How to enroll in middle school

  • Zoned schools and middle school choice

  • What to look for on a school tour.

How to apply

Zoned schools and middle school choice

In some of the city’s 32 school districts, children are assigned to a middle school according to their home address. In others, children must apply to middle school (although they are guaranteed a seat somewhere in the district.) To find out whether your child has a zoned neighborhood school, call 311 (or type your address on the homepage of the Department of Education website).

Whether or not you have a zoned neighborhood school, you probably want to explore your options. Most middle schools serve children in grades 6 to 8, but a few start in 5th grade or 7th grade.

Location is probably your first consideration. It’s nice to be able to walk to school. But if the schools in your neighborhood aren’t great, you’ll want to consider other options. Children who live beyond walking distance from school receive a free Metrocard for the subway or bus. The Department of Education publishes middle school directories for each of the city’s 32 school districts. In general, applications must be submitted in December, and parents are notified of the schools’ decisions in late spring.  

There are exceptions. Charter schools (many of which begin in 5th grade) admit children by lotteries held in April. Hunter College High School, which serves children in grades 7 to 12, admits children according to the results of a competitive exam given in January. (Children who score above the 90th percentile on 5th-grade standardized tests are eligible to take the Hunter exam.)

If you move to the city after the application process is finished, a Family Welcome Center must find a place for your child. See our section on New to New York City.

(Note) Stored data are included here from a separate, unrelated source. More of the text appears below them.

//! Per-IP rate limiting using a token bucket.

use governor::clock::QuantaInstant;
use governor::middleware::NoOpMiddleware;
use std::sync::Arc;
use tower_governor::{
    GovernorLayer, governor::GovernorConfigBuilder, key_extractor::PeerIpKeyExtractor,
};

type IpGovernorLayer =
    GovernorLayer<PeerIpKeyExtractor, NoOpMiddleware<QuantaInstant>, axum::body::Body>;

/// Public pages and JSON endpoints: 2 requests per second, burst 100.
///
/// Requests exceeding the limit receive `429 Too Many Requests`. The key is
/// the peer socket address, so the router must be served with
/// `into_make_service_with_connect_info::<SocketAddr>()`.
pub fn layer() -> IpGovernorLayer {
    governor_layer(2, 100)
}

/// Form endpoints (registration, login): 1 request per second, burst 10.
///
/// Each registration submit fans out to the backend and the identity
/// provider, so these routes get the tighter bucket.
pub fn secure_layer() -> IpGovernorLayer {
    governor_layer(1, 10)
}

fn governor_layer(per_second: u64, burst_size: u32) -> IpGovernorLayer {
    let config = Arc::new(
        GovernorConfigBuilder::default()
            .per_second(per_second)
            .burst_size(burst_size)
            .finish()
            .unwrap(),
    );

    GovernorLayer::new(config)
}
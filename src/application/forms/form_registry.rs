//! Registry of open registration form instances for the web surface.
//!
//! Each rendering of the registration page gets its own [`RegistrationForm`]
//! so its loading state and notifications are private to that page. The
//! registry maps the form id embedded in the page to the live instance.

use std::collections::HashMap;
use std::sync::{Arc, Mutex, PoisonError};
use tracing::{debug, warn};

use super::registration_form::RegistrationForm;
use crate::domain::ports::{IdentityProvider, Notifier, RegistrationBackend};
use crate::utils::form_id::generate_form_id;

struct Entry<F> {
    form: Arc<F>,
    seq: u64,
}

struct Forms<F> {
    entries: HashMap<String, Entry<F>>,
    next_seq: u64,
}

/// Bounded map from form id to form instance.
///
/// When full, the oldest form that is not currently submitting is evicted.
/// Forms in flight are never evicted.
pub struct FormRegistry<B, I, N>
where
    B: RegistrationBackend + ?Sized,
    I: IdentityProvider + ?Sized,
    N: Notifier + ?Sized,
{
    forms: Mutex<Forms<RegistrationForm<B, I, N>>>,
    capacity: usize,
}

impl<B, I, N> FormRegistry<B, I, N>
where
    B: RegistrationBackend + ?Sized,
    I: IdentityProvider + ?Sized + 'static,
    N: Notifier + ?Sized,
{
    pub fn new(capacity: usize) -> Self {
        Self {
            forms: Mutex::new(Forms {
                entries: HashMap::new(),
                next_seq: 0,
            }),
            capacity: capacity.max(1),
        }
    }

    /// Registers a new form and returns its id.
    pub fn open(&self, form: RegistrationForm<B, I, N>) -> (String, Arc<RegistrationForm<B, I, N>>) {
        let id = generate_form_id();
        let form = Arc::new(form);

        let mut forms = self.forms.lock().unwrap_or_else(PoisonError::into_inner);
        if forms.entries.len() >= self.capacity {
            Self::evict_oldest_idle(&mut forms.entries);
        }
        let seq = forms.next_seq;
        forms.next_seq += 1;
        forms.entries.insert(
            id.clone(),
            Entry {
                form: Arc::clone(&form),
                seq,
            },
        );

        (id, form)
    }

    pub fn get(&self, id: &str) -> Option<Arc<RegistrationForm<B, I, N>>> {
        self.forms
            .lock()
            .unwrap_or_else(PoisonError::into_inner)
            .entries
            .get(id)
            .map(|entry| Arc::clone(&entry.form))
    }

    /// Looks up `id`, opening a fresh form built by `make` if it is unknown.
    ///
    /// Unknown ids come from pages rendered before a restart or evicted forms.
    pub fn get_or_open(
        &self,
        id: &str,
        make: impl FnOnce() -> RegistrationForm<B, I, N>,
    ) -> (String, Arc<RegistrationForm<B, I, N>>) {
        match self.get(id) {
            Some(form) => (id.to_string(), form),
            None => {
                debug!(form_id = %id, "Unknown registration form, opening a new one");
                self.open(make())
            }
        }
    }

    pub fn remove(&self, id: &str) {
        self.forms
            .lock()
            .unwrap_or_else(PoisonError::into_inner)
            .entries
            .remove(id);
    }

    pub fn len(&self) -> usize {
        self.forms
            .lock()
            .unwrap_or_else(PoisonError::into_inner)
            .entries
            .len()
    }

    pub fn is_empty(&self) -> bool {
        self.len() == 0
    }

    fn evict_oldest_idle(forms: &mut HashMap<String, Entry<RegistrationForm<B, I, N>>>) {
        let oldest = forms
            .iter()
            .filter(|(_, entry)| !entry.form.is_loading())
            .min_by_key(|(_, entry)| entry.seq)
            .map(|(id, _)| id.clone());

        match oldest {
            Some(id) => {
                forms.remove(&id);
            }
            None => warn!(
                open_forms = forms.len(),
                "Form registry full of in-flight submissions, growing past capacity"
            ),
        }
    }
}

#[cfg(test)]
mod tests {
    use super::*;
    use crate::domain::ports::{MockIdentityProvider, MockNotifier, MockRegistrationBackend};

    type TestRegistry = FormRegistry<MockRegistrationBackend, MockIdentityProvider, MockNotifier>;

    fn new_form() -> RegistrationForm<MockRegistrationBackend, MockIdentityProvider, MockNotifier> {
        RegistrationForm::new(
            Arc::new(MockRegistrationBackend::new()),
            Arc::new(MockIdentityProvider::new()),
            Arc::new(MockNotifier::new()),
        )
    }

    #[test]
    fn test_open_and_get_return_same_instance() {
        let registry = TestRegistry::new(10);

        let (id, form) = registry.open(new_form());
        let found = registry.get(&id).expect("form registered");

        assert!(Arc::ptr_eq(&form, &found));
        assert_eq!(registry.len(), 1);
    }

    #[test]
    fn test_get_unknown_id() {
        let registry = TestRegistry::new(10);
        assert!(registry.get("does-not-exist").is_none());
    }

    #[test]
    fn test_get_or_open_reuses_known_form() {
        let registry = TestRegistry::new(10);
        let (id, form) = registry.open(new_form());

        let (same_id, same_form) = registry.get_or_open(&id, new_form);

        assert_eq!(same_id, id);
        assert!(Arc::ptr_eq(&form, &same_form));
        assert_eq!(registry.len(), 1);
    }

    #[test]
    fn test_get_or_open_creates_for_unknown_id() {
        let registry = TestRegistry::new(10);

        let (id, _) = registry.get_or_open("stale-id", new_form);

        assert_ne!(id, "stale-id");
        assert!(registry.get(&id).is_some());
    }

    #[test]
    fn test_remove() {
        let registry = TestRegistry::new(10);
        let (id, _) = registry.open(new_form());

        registry.remove(&id);

        assert!(registry.is_empty());
    }

    #[test]
    fn test_capacity_evicts_oldest() {
        let registry = TestRegistry::new(2);

        let (first, _) = registry.open(new_form());
        let (second, _) = registry.open(new_form());
        let (third, _) = registry.open(new_form());

        assert_eq!(registry.len(), 2);
        assert!(registry.get(&first).is_none());
        assert!(registry.get(&second).is_some());
        assert!(registry.get(&third).is_some());
    }
}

What to look for on a school tour.

Most schools offer tours in the fall. Some districts offer middle school choice fairs in the evening or on a weekend where you can meet the principals and students of a number of schools. Here’s what to look for:

Quality of teaching

Try to look beyond the school's physical plant to the quality of teaching. Look at the kids' faces. Are they interested and engaged? Bored? Staring off vacantly into space? Are you interested in what the teacher is saying?

Classroom libraries

Do the kids' books look interesting? Look for rich classroom libraries: novels and biographies, science discovery books, colorful atlases and original source materials such as diaries and historical documents. The more books the better—in the classroom as well as in the school library. Schools that rely too heavily on textbooks are dull.

Quality of students' work

Are the walls bare, or are there lots of bulletin boards with kids' work? Look for examples of children's writing. Is the quality of work good? Are the art projects imaginative?

School atmosphere

What's the noise level in the school? Chaos, of course, is bad news, but so is total silence. Kids should be talking to other kids and to grown-ups. Even more important, grown-ups should be talking to one another. In a good middle school, teachers meet regularly to discuss everything from curriculum to individual students' progress and problems.

Ask questions

The Q&A period after the tour is a good time to get a feel for the philosophy and atmosphere of a school. You'll get a more revealing answer if you ask open-ended questions such as "How do you handle discipline?" rather than "Is your school safe?" Ask whether parents may visit the school and classes during the year. A school that welcomes parents is not afraid of what you might see on an impromptu visit.

Other tips

  • Make sure your child is eligible to apply. Some schools limit admissions to children living in their district. Many gifted programs and selective middle schools will not accept applications from children who do not meet cut-off scores on standardized 4th grade tests.
  • Involve your child. If there's a tour, consider taking your child out of school to accompany you. After all, the child will have to live with the final decision.
  • Brace for the tests and interviews. Some schools require a test or audition. Some interview children. Essay questions and auditions can be nerve-wracking, but some kids view them as a chance to show off.